Where does the word "ParseError" occur in the entries below? Copy every line that has it.

*** The data ***

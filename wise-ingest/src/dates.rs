//! Long-form statement dates ("27 November 2025") and statement periods
//! ("1 November 2025 [GMT] - 30 November 2025 [GMT]").

use std::sync::OnceLock;

use chrono::NaiveDate;
use regex::Regex;

use crate::error::{ParseError, Result};
use crate::types::DateRange;

const DATE_PATTERN: &str = r"(\d{1,2})\s+(January|February|March|April|May|June|July|August|September|October|November|December)\s+(\d{4})";

fn month_number(name: &str) -> Option<u32> {
    let month = match name {
        "January" => 1,
        "February" => 2,
        "March" => 3,
        "April" => 4,
        "May" => 5,
        "June" => 6,
        "July" => 7,
        "August" => 8,
        "September" => 9,
        "October" => 10,
        "November" => 11,
        "December" => 12,
        _ => return None,
    };
    Some(month)
}

fn full_date_re() -> &'static Regex {
    static RE: OnceLock<Regex> = OnceLock::new();
    RE.get_or_init(|| Regex::new(&format!("^{DATE_PATTERN}$")).expect("full date regex"))
}

// No boundary after the year: run-on layouts glue the next field onto it.
fn leading_date_re() -> &'static Regex {
    static RE: OnceLock<Regex> = OnceLock::new();
    RE.get_or_init(|| Regex::new(&format!("^{DATE_PATTERN}")).expect("leading date regex"))
}

fn date_range_re() -> &'static Regex {
    static RE: OnceLock<Regex> = OnceLock::new();
    RE.get_or_init(|| {
        Regex::new(r"^(?P<from>.+?)\s*\[[^\]]*\]\s*-\s*(?P<to>.+?)\s*\[[^\]]*\]$")
            .expect("date range regex")
    })
}

fn date_from_captures(caps: &regex::Captures<'_>) -> Option<NaiveDate> {
    let day: u32 = caps[1].parse().ok()?;
    let month = month_number(&caps[2])?;
    let year: i32 = caps[3].parse().ok()?;
    NaiveDate::from_ymd_opt(year, month, day)
}

/// Parse `D Month YYYY` (full English month name). Surrounding whitespace is ignored.
pub fn parse_date(s: &str) -> Result<NaiveDate> {
    full_date_re()
        .captures(s.trim())
        .and_then(|caps| date_from_captures(&caps))
        .ok_or_else(|| ParseError::InvalidDate(s.to_string()))
}

/// Parse `<date> [<tz>] - <date> [<tz>]`. The bracketed annotations are discarded.
///
/// A line without that shape is `InvalidDateRange`; a malformed date inside
/// an otherwise well-shaped range surfaces as `InvalidDate`.
pub fn parse_date_range(s: &str) -> Result<DateRange> {
    let caps = date_range_re()
        .captures(s.trim())
        .ok_or_else(|| ParseError::InvalidDateRange(s.to_string()))?;

    Ok(DateRange {
        from: parse_date(&caps["from"])?,
        to: parse_date(&caps["to"])?,
    })
}

/// Date at the very start of `line`, plus whatever follows it.
///
/// Returns `None` for a missing or non-calendar date.
pub fn leading_date(line: &str) -> Option<(NaiveDate, &str)> {
    let caps = leading_date_re().captures(line)?;
    let date = date_from_captures(&caps)?;
    let end = caps.get(0)?.end();
    Some((date, &line[end..]))
}

#[cfg(test)]
mod tests {
    use super::*;
    use test_case::test_case;

    fn ymd(y: i32, m: u32, d: u32) -> NaiveDate {
        NaiveDate::from_ymd_opt(y, m, d).unwrap()
    }

    #[test_case("27 November 2025" => ymd(2025, 11, 27); "two_digit_day")]
    #[test_case("1 November 2025" => ymd(2025, 11, 1); "single_digit_day")]
    #[test_case("  3 March 2024 \n" => ymd(2024, 3, 3); "surrounding_whitespace")]
    #[test_case("09 January 2026" => ymd(2026, 1, 9); "zero_padded_day")]
    #[test_case("31 December 1999" => ymd(1999, 12, 31); "year_end")]
    fn test_parse_date(input: &str) -> NaiveDate {
        parse_date(input).unwrap()
    }

    #[test_case("2025-11-27"; "iso_input")]
    #[test_case(""; "empty")]
    #[test_case("hello world"; "not_a_date")]
    #[test_case("27 Nov 2025"; "abbreviated_month")]
    #[test_case("27 november 2025"; "lowercase_month")]
    #[test_case("27 Novembre 2025"; "non_english_month")]
    #[test_case("27-November-2025"; "dash_separators")]
    #[test_case("November 2025"; "missing_day")]
    #[test_case("27 November 25"; "short_year")]
    #[test_case("27 November 2025 extra"; "trailing_text")]
    #[test_case("31 February 2025"; "not_a_calendar_day")]
    fn test_parse_date_rejects(input: &str) {
        assert_eq!(parse_date(input), Err(ParseError::InvalidDate(input.to_string())));
    }

    #[test]
    fn test_parse_date_all_months_zero_pad() {
        let names = [
            "January", "February", "March", "April", "May", "June", "July", "August",
            "September", "October", "November", "December",
        ];
        for year in [2024, 2025] {
            for (i, name) in names.iter().enumerate() {
                let month = i as u32 + 1;
                for day in 1..=31 {
                    let input = format!("{day} {name} {year}");
                    if NaiveDate::from_ymd_opt(year, month, day).is_none() {
                        assert_eq!(parse_date(&input), Err(ParseError::InvalidDate(input.clone())));
                        continue;
                    }
                    let iso = parse_date(&input).unwrap().to_string();
                    assert_eq!(iso, format!("{year}-{month:02}-{day:02}"));
                    assert_eq!(parse_date(&format!("  {input}  ")).unwrap().to_string(), iso);
                }
            }
        }
    }

    #[test_case("31 January 2025" => ymd(2025, 1, 31); "january_31")]
    #[test_case("30 April 2025" => ymd(2025, 4, 30); "april_30")]
    #[test_case("29 February 2024" => ymd(2024, 2, 29); "leap_day")]
    #[test_case("31 August 2025" => ymd(2025, 8, 31); "august_31")]
    fn test_parse_date_month_end(input: &str) -> NaiveDate {
        parse_date(input).unwrap()
    }

    #[test_case("31 April 2025"; "april_31")]
    #[test_case("29 February 2025"; "non_leap_february_29")]
    #[test_case("32 January 2025"; "day_32")]
    #[test_case("0 January 2025"; "day_0")]
    fn test_parse_date_rejects_days_outside_month(input: &str) {
        assert_eq!(parse_date(input), Err(ParseError::InvalidDate(input.to_string())));
    }

    #[test]
    fn test_parse_date_range() {
        let expected = DateRange { from: ymd(2025, 11, 1), to: ymd(2025, 11, 30) };
        assert_eq!(
            parse_date_range("1 November 2025 [GMT] - 30 November 2025 [GMT]").unwrap(),
            expected
        );
        assert_eq!(
            parse_date_range("   1 November 2025  [GMT]   -   30 November 2025 [GMT]  ").unwrap(),
            expected
        );
        assert_eq!(
            parse_date_range("1 November 2025 [GMT+01:00] - 30 November 2025 [CET]").unwrap(),
            expected
        );
    }

    #[test_case("1 November 2025 [GMT] 30 November 2025 [GMT]"; "missing_dash")]
    #[test_case("1 November 2025 - 30 November 2025"; "missing_brackets")]
    #[test_case("EUR statement"; "banner")]
    #[test_case(""; "empty")]
    fn test_parse_date_range_rejects_shape(input: &str) {
        assert_eq!(
            parse_date_range(input),
            Err(ParseError::InvalidDateRange(input.to_string()))
        );
    }

    #[test]
    fn test_parse_date_range_bubbles_bad_date() {
        let err = parse_date_range("1 Nov 2025 [GMT] - 30 November 2025 [GMT]").unwrap_err();
        assert_eq!(err, ParseError::InvalidDate("1 Nov 2025".to_string()));
    }

    #[test]
    fn test_leading_date_run_on() {
        let (date, rest) = leading_date("10 January 2026Card ending in 4321").unwrap();
        assert_eq!(date, ymd(2026, 1, 10));
        assert_eq!(rest, "Card ending in 4321");

        let (_, rest) = leading_date("27 November 2025 Card ending in 1234").unwrap();
        assert_eq!(rest, " Card ending in 1234");

        assert!(leading_date("Card ending in 1234 Transaction: CARD-1").is_none());
        assert!(leading_date("31 February 2025 Transaction: X").is_none());
    }
}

*** End of The data ***

Expected answer:
use crate::error::{ParseError, Result};
        .ok_or_else(|| ParseError::InvalidDate(s.to_string()))
        .ok_or_else(|| ParseError::InvalidDateRange(s.to_string()))?;
        assert_eq!(parse_date(input), Err(ParseError::InvalidDate(input.to_string())));
                        assert_eq!(parse_date(&input), Err(ParseError::InvalidDate(input.clone())));
        assert_eq!(parse_date(input), Err(ParseError::InvalidDate(input.to_string())));
            Err(ParseError::InvalidDateRange(input.to_string()))
        assert_eq!(err, ParseError::InvalidDate("1 Nov 2025".to_string()));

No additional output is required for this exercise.